▸ Task statement: Write out every line below that contains "derive".

[Stored data]
-- Opening Marker --
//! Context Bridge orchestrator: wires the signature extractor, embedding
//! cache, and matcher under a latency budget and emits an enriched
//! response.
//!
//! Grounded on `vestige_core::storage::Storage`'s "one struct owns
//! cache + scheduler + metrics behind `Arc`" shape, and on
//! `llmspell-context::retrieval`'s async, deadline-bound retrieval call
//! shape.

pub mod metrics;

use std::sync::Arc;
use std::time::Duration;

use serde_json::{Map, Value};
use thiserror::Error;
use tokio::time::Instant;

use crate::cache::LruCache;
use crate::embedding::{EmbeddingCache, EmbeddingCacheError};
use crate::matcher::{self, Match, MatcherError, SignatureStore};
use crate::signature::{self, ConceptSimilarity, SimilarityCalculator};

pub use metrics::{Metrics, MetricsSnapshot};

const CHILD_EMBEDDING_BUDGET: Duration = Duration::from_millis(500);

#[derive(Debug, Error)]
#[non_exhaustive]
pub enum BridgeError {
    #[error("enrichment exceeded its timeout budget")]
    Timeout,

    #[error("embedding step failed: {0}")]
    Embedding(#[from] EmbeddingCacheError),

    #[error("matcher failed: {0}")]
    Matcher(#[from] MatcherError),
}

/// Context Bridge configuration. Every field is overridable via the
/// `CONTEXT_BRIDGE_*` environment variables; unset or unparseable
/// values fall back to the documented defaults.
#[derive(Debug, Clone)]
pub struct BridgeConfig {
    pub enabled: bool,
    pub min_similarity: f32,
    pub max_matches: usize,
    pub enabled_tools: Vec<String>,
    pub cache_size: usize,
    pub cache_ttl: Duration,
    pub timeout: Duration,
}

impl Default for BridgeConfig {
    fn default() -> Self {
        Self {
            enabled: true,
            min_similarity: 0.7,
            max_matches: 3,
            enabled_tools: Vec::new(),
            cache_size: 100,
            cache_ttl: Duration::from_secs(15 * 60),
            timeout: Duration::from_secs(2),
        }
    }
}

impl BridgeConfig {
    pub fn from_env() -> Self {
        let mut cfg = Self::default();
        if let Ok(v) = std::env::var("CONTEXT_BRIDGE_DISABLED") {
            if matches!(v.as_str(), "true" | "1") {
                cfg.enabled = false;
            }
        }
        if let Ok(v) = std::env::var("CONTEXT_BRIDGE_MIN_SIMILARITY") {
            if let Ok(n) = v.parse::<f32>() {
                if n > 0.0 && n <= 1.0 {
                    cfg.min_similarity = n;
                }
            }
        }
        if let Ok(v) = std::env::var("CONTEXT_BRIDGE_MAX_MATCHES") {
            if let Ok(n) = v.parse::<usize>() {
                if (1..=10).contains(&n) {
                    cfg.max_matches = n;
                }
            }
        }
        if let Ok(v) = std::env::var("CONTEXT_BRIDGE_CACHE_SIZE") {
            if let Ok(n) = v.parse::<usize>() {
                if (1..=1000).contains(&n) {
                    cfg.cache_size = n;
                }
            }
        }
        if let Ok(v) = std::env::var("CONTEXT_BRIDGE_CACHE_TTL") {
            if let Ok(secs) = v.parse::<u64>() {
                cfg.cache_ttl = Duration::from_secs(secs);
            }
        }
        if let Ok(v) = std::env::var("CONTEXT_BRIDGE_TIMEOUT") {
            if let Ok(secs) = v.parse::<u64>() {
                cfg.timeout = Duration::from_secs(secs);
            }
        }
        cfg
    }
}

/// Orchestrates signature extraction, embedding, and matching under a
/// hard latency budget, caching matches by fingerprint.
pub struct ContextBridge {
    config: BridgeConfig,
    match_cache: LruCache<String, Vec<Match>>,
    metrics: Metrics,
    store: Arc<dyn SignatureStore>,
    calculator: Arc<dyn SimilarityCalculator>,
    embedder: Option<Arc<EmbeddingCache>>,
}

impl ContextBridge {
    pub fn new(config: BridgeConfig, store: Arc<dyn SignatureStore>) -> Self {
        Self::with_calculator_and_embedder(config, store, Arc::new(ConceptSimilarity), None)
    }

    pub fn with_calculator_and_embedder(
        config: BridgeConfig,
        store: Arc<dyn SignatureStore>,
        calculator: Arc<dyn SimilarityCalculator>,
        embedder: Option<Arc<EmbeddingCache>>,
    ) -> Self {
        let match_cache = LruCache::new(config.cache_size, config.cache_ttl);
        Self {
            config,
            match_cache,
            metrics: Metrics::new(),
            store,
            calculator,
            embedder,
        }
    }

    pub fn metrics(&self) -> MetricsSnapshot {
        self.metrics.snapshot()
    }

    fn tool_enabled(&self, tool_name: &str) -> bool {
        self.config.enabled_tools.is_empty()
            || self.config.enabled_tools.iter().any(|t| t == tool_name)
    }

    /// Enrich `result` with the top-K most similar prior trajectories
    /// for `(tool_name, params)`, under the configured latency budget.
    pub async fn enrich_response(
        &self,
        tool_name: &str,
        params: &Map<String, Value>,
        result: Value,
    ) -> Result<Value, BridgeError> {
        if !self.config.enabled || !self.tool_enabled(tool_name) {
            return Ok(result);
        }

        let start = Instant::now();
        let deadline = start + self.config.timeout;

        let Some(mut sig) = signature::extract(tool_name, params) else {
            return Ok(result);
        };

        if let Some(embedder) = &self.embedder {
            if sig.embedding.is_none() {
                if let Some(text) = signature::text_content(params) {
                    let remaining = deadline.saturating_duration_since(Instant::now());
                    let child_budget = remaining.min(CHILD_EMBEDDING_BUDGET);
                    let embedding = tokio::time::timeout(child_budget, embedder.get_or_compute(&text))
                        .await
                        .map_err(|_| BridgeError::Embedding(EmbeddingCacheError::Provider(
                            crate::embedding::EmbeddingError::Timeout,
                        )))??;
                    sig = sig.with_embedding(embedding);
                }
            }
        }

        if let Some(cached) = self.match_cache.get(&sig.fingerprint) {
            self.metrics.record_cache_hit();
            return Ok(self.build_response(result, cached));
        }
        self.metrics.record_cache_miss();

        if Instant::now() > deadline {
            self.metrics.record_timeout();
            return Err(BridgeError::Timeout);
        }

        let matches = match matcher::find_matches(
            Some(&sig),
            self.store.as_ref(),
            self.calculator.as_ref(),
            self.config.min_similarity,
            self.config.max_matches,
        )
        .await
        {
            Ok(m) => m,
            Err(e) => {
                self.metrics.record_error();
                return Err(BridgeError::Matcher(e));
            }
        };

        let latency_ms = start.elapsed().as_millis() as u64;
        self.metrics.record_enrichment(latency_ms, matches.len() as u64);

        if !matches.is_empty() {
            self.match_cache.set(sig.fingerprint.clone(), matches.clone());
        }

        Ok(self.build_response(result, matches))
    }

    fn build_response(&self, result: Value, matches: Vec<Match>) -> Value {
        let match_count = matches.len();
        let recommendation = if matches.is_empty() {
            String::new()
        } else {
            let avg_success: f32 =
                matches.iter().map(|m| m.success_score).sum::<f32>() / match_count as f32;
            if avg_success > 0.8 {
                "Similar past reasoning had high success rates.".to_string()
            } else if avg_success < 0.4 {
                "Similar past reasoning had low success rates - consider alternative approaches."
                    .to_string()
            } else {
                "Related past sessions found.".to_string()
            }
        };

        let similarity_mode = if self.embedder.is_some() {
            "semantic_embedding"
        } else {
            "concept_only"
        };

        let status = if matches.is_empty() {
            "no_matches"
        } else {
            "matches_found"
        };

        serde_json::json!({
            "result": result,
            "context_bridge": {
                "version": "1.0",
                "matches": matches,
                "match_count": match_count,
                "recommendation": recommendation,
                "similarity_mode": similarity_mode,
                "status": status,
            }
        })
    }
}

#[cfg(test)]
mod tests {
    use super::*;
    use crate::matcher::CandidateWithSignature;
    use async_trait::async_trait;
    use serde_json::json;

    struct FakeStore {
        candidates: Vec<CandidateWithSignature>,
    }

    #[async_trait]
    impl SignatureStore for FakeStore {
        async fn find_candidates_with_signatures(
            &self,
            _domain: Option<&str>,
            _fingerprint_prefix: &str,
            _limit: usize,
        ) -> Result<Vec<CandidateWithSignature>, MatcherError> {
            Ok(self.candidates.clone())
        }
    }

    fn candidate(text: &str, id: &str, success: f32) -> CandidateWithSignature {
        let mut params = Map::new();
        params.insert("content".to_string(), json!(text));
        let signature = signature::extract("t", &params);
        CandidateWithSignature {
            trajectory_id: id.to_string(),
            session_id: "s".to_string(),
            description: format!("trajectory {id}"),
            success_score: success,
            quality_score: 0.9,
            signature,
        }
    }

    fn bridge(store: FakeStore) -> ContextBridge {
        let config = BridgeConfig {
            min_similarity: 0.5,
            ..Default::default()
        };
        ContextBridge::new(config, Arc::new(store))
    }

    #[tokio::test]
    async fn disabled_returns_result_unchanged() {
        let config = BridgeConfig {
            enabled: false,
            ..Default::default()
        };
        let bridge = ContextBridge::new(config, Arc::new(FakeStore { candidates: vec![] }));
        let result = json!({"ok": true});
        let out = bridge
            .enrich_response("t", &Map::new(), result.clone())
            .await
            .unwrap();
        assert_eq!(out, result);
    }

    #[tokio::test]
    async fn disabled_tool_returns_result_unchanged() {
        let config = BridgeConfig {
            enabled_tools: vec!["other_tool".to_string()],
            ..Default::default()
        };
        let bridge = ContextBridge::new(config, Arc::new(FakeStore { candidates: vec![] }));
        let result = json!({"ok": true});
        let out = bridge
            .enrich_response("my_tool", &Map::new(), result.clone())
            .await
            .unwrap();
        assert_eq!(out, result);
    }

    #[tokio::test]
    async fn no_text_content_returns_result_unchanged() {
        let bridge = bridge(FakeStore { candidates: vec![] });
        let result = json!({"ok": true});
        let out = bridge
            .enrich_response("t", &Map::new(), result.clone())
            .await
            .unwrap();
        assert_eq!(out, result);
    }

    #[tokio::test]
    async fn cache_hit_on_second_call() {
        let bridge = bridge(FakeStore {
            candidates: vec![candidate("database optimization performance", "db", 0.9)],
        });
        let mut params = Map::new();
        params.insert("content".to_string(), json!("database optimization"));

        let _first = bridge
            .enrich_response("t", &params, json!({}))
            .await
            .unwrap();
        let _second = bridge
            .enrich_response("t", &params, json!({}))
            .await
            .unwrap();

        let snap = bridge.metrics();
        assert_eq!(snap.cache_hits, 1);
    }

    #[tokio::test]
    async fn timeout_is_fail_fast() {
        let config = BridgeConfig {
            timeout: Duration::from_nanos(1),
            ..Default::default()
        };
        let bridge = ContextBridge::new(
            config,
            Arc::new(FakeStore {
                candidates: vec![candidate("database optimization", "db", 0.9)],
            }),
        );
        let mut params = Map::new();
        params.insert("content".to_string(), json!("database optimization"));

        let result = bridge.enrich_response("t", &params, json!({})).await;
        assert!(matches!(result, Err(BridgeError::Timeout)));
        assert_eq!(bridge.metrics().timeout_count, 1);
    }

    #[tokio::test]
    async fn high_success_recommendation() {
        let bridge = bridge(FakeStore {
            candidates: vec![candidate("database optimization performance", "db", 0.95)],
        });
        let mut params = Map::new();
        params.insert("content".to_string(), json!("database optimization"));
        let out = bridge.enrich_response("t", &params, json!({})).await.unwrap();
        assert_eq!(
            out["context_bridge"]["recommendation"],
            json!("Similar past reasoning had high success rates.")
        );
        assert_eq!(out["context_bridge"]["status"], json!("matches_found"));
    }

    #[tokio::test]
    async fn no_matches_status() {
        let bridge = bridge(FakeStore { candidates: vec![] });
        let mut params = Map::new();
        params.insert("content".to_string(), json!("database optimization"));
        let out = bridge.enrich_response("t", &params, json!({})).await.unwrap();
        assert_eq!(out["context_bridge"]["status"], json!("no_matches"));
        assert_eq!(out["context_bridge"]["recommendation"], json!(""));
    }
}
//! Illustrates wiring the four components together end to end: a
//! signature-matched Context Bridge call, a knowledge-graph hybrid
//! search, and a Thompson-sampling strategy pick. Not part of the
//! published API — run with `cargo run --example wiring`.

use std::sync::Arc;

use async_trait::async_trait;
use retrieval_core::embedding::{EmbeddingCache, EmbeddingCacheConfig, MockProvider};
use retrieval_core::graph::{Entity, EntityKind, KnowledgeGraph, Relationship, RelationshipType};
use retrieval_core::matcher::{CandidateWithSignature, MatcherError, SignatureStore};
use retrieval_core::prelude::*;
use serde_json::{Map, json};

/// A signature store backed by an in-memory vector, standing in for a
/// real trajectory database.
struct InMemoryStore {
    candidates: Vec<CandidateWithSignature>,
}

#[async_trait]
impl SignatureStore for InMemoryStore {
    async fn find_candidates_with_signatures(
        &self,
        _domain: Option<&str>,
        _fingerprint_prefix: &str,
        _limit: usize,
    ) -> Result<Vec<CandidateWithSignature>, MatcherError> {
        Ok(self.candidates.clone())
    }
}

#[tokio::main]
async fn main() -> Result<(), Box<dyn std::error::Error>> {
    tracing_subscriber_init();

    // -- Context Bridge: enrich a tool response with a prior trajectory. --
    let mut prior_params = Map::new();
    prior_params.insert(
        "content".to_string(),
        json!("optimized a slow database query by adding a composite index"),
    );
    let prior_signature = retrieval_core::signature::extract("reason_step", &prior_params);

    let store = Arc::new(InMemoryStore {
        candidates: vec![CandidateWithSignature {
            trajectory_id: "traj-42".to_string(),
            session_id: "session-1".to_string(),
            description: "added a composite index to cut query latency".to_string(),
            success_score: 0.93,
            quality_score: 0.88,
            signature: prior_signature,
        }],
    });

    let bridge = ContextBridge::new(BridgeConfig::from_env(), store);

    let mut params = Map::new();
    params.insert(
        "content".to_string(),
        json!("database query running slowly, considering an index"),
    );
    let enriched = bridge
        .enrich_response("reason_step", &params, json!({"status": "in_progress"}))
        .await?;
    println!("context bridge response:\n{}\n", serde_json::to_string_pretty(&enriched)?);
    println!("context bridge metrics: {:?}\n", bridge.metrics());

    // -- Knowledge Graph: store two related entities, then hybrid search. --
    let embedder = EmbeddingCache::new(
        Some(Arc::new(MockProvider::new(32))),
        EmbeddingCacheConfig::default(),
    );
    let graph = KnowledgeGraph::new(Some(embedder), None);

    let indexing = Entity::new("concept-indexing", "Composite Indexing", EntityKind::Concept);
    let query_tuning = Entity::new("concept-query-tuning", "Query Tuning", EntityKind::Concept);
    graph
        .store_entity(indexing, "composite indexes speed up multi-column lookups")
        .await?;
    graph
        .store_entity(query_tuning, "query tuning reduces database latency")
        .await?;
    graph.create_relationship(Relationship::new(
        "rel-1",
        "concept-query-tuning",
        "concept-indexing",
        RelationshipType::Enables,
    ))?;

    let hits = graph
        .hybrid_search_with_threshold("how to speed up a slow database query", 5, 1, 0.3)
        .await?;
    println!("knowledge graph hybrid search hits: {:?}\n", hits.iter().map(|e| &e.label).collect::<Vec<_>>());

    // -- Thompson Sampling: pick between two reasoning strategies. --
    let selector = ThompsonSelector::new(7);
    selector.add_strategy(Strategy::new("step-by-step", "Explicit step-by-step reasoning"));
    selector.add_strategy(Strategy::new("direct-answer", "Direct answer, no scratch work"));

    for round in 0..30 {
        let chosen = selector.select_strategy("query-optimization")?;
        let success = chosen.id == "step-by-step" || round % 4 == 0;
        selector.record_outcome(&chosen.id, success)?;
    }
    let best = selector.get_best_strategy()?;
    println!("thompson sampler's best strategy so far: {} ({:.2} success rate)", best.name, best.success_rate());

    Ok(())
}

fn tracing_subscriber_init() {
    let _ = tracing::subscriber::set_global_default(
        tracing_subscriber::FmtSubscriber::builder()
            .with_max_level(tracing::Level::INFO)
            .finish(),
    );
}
-- Closing Marker --
▸ Task answer:
#[derive(Debug, Error)]
#[derive(Debug, Clone)]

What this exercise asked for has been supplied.